◆ Data ◆
--- --- ---

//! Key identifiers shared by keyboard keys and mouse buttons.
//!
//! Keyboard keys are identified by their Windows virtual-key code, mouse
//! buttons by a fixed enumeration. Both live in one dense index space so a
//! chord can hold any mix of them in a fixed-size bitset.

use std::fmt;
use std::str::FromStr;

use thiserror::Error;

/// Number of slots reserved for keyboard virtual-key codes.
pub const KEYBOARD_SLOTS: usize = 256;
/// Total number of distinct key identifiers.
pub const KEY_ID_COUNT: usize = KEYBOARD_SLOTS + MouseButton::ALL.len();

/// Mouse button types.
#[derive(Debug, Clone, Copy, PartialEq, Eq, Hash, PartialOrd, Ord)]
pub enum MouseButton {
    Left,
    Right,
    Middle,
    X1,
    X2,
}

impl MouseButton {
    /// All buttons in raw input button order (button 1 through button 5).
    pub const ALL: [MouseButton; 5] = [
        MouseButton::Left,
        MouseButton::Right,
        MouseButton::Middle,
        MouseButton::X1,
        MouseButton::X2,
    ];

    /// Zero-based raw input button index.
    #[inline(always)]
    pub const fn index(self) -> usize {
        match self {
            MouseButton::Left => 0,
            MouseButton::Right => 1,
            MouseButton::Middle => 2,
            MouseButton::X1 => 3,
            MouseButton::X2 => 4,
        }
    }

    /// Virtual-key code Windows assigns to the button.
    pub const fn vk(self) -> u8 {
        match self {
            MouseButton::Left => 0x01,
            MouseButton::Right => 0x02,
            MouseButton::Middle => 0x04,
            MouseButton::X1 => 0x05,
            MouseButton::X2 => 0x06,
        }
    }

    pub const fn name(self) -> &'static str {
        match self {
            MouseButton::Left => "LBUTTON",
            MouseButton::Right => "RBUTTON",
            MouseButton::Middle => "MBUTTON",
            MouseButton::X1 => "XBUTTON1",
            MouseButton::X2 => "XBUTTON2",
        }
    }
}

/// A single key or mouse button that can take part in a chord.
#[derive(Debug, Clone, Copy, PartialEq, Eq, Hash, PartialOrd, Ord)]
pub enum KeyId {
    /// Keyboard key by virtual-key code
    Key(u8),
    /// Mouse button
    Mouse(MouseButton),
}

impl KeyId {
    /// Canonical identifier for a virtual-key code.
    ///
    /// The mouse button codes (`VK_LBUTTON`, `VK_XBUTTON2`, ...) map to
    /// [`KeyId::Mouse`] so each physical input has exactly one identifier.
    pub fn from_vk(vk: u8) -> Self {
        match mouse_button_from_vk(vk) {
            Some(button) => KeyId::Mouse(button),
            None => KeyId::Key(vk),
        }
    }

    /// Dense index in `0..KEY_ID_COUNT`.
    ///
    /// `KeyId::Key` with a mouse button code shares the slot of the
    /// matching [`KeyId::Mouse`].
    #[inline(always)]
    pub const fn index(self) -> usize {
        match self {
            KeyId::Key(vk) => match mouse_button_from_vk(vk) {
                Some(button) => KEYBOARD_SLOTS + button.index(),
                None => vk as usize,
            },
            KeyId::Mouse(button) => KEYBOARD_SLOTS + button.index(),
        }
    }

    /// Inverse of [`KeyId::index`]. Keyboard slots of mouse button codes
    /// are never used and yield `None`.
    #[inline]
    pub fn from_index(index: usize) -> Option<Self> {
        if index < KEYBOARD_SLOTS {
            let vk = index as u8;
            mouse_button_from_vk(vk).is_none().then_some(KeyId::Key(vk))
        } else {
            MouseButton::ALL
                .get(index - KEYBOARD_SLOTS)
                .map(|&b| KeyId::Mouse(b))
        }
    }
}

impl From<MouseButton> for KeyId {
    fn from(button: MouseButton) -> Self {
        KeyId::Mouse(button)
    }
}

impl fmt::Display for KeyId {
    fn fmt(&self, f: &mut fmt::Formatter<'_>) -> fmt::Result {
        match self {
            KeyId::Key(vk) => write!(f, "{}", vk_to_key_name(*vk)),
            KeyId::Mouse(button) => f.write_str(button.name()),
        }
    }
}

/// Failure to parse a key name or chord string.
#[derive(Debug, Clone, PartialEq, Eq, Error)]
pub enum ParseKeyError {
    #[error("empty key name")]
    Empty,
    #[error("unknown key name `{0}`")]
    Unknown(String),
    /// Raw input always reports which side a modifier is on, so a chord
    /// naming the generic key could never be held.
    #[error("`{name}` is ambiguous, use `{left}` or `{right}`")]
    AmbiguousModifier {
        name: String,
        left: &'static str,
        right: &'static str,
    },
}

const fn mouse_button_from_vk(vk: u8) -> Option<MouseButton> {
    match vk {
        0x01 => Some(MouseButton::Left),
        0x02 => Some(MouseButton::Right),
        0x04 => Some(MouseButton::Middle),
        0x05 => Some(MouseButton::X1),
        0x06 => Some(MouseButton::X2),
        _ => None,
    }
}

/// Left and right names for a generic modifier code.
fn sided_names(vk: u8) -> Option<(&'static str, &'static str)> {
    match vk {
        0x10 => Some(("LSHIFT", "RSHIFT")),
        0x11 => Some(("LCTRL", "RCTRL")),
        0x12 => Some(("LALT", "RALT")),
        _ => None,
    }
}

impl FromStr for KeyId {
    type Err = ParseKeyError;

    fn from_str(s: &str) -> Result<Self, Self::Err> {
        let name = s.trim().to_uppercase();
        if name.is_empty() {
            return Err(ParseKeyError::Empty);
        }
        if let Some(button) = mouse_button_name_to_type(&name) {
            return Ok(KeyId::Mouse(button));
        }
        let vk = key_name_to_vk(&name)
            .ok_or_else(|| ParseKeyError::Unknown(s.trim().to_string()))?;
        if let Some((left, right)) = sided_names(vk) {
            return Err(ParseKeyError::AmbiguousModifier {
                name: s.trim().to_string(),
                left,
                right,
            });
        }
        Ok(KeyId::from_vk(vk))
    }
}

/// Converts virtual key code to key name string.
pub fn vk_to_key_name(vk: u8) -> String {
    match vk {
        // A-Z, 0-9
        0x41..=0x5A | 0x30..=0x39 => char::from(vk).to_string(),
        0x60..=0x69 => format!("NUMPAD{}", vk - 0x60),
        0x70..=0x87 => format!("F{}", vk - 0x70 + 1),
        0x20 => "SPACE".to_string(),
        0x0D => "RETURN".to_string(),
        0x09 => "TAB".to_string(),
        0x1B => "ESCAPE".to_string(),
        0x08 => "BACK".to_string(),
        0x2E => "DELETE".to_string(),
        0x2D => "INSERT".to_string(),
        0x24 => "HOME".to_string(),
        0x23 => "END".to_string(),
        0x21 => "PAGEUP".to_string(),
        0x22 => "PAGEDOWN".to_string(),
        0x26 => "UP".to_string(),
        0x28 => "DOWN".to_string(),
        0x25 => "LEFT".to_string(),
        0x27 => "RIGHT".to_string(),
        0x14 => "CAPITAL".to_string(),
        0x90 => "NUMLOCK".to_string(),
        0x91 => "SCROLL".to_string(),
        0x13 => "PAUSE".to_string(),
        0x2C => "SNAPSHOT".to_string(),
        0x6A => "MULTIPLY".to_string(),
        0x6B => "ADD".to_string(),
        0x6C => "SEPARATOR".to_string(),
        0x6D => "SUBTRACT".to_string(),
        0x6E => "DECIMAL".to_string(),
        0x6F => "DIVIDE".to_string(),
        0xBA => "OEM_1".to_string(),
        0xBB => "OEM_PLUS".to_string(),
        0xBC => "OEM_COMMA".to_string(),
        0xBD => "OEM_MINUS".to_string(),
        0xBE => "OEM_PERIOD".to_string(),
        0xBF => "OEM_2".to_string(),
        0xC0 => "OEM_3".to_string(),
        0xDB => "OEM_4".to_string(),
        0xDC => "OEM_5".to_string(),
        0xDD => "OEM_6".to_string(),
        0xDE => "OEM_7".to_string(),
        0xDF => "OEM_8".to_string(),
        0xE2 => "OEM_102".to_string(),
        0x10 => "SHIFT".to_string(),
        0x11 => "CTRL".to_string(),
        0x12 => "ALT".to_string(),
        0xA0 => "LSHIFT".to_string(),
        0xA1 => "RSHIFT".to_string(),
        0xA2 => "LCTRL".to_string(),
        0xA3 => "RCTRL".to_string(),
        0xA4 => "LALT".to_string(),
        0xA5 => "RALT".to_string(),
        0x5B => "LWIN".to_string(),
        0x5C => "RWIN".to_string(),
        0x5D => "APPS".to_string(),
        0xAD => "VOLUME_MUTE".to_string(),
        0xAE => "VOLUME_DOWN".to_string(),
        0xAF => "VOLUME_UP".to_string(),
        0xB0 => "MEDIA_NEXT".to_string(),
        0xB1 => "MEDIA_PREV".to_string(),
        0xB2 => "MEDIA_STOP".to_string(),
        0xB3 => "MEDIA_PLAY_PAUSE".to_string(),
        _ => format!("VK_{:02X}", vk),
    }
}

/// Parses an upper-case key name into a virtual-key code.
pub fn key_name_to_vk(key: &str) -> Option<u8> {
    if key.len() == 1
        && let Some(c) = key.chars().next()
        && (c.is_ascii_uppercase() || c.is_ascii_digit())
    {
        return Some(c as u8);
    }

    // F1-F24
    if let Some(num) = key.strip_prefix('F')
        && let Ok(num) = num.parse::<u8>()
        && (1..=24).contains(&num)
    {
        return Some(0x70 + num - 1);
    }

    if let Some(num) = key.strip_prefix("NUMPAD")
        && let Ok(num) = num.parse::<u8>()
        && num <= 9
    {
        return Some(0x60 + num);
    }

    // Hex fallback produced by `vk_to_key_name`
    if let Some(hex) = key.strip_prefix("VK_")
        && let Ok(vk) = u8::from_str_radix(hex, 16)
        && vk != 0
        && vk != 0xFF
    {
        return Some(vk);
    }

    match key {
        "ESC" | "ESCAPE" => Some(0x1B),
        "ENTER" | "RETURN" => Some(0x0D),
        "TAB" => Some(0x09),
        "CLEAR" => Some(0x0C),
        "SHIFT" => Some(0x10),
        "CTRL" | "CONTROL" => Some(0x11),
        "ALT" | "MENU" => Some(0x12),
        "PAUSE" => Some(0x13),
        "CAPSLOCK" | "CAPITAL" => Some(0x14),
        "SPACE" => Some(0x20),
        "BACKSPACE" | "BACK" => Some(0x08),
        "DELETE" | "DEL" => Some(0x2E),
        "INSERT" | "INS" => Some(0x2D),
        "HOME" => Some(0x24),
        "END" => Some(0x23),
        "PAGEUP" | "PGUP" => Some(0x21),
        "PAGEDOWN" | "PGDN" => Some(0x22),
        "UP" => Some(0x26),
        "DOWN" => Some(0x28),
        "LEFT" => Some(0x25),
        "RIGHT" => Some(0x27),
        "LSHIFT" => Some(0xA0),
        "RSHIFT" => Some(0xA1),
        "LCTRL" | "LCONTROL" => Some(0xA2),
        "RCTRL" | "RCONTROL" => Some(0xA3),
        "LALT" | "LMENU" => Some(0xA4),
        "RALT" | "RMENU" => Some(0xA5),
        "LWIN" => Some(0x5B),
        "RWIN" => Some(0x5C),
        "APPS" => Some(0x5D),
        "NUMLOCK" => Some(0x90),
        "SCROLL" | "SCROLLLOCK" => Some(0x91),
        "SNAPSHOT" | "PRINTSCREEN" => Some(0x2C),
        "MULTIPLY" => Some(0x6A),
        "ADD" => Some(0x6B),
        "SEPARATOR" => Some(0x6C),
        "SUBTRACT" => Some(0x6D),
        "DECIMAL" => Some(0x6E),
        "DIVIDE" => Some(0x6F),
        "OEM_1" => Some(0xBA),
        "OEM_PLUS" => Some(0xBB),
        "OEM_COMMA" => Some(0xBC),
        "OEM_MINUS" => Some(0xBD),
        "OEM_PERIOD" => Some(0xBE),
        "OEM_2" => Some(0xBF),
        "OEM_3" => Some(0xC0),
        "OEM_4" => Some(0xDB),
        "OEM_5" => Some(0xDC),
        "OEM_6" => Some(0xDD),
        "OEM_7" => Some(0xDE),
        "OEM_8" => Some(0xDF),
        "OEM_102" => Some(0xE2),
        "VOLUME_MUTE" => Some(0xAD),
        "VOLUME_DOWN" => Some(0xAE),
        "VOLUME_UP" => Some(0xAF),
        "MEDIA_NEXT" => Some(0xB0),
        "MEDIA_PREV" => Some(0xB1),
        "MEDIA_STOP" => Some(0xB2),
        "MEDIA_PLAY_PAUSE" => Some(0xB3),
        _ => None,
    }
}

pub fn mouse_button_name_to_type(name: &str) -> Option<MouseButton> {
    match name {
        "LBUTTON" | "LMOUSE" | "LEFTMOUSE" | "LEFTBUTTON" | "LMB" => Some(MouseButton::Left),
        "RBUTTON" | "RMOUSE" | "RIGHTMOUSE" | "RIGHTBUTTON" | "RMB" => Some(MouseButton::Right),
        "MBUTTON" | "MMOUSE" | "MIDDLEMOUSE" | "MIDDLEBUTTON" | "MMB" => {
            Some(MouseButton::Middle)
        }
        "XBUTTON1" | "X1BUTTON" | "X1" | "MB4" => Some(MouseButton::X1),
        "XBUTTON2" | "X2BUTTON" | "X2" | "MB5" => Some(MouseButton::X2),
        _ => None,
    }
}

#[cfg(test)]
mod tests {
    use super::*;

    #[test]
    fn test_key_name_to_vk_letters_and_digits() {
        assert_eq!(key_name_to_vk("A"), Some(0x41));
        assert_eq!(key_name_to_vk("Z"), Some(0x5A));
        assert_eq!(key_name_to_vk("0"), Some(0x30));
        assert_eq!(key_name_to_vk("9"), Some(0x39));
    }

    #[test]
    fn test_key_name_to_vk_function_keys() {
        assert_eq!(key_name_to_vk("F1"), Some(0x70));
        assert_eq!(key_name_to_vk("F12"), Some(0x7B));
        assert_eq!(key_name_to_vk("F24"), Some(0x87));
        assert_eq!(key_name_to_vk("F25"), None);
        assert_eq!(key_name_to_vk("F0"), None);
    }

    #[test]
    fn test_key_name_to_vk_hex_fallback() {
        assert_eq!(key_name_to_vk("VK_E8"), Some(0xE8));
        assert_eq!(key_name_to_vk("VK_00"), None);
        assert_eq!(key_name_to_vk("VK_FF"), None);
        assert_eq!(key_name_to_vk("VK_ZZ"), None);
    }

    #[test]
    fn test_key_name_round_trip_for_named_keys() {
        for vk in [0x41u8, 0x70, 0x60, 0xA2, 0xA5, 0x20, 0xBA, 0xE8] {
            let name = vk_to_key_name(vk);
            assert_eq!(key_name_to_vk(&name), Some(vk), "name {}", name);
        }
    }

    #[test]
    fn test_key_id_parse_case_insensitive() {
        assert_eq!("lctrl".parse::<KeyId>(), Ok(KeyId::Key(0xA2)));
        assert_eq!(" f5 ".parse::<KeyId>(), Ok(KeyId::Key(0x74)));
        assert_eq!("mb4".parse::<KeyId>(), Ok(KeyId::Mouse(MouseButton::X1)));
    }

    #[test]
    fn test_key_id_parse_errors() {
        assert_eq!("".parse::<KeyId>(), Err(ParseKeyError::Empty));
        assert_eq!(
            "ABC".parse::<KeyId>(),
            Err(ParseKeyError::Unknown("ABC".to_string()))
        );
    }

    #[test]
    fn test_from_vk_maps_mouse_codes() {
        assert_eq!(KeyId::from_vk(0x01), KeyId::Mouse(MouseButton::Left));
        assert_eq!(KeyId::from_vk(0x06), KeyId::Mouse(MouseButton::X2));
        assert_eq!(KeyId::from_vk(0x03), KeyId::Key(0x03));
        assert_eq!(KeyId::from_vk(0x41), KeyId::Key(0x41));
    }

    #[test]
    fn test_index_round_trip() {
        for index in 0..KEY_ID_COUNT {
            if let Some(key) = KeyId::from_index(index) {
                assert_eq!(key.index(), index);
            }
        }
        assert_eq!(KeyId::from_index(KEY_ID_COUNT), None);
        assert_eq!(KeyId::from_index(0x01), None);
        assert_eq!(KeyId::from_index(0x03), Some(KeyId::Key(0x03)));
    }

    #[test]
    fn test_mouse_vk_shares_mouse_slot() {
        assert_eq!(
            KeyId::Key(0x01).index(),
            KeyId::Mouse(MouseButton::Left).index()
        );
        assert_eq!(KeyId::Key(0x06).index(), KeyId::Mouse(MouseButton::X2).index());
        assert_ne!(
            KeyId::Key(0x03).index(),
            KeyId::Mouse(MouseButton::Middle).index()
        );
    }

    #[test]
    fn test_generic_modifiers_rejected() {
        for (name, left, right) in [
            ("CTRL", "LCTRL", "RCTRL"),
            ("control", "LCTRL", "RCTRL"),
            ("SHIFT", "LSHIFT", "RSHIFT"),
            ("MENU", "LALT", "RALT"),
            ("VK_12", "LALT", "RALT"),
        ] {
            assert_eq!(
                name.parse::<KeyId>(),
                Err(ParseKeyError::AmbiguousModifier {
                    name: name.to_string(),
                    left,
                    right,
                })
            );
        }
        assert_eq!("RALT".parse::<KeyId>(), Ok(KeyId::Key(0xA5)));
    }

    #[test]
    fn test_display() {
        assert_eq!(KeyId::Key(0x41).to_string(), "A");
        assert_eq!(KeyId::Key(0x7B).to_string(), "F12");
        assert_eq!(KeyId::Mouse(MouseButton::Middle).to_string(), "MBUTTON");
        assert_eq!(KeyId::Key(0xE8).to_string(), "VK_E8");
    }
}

--- --- ---

◆ Exercise requirements ◆
Quote only the stretch of lines that starts the data above and ends with the line containing "distinct key identifiers.", both included.

◆ Solution ◆
//! Key identifiers shared by keyboard keys and mouse buttons.
//!
//! Keyboard keys are identified by their Windows virtual-key code, mouse
//! buttons by a fixed enumeration. Both live in one dense index space so a
//! chord can hold any mix of them in a fixed-size bitset.

use std::fmt;
use std::str::FromStr;

use thiserror::Error;

/// Number of slots reserved for keyboard virtual-key codes.
pub const KEYBOARD_SLOTS: usize = 256;
/// Total number of distinct key identifiers.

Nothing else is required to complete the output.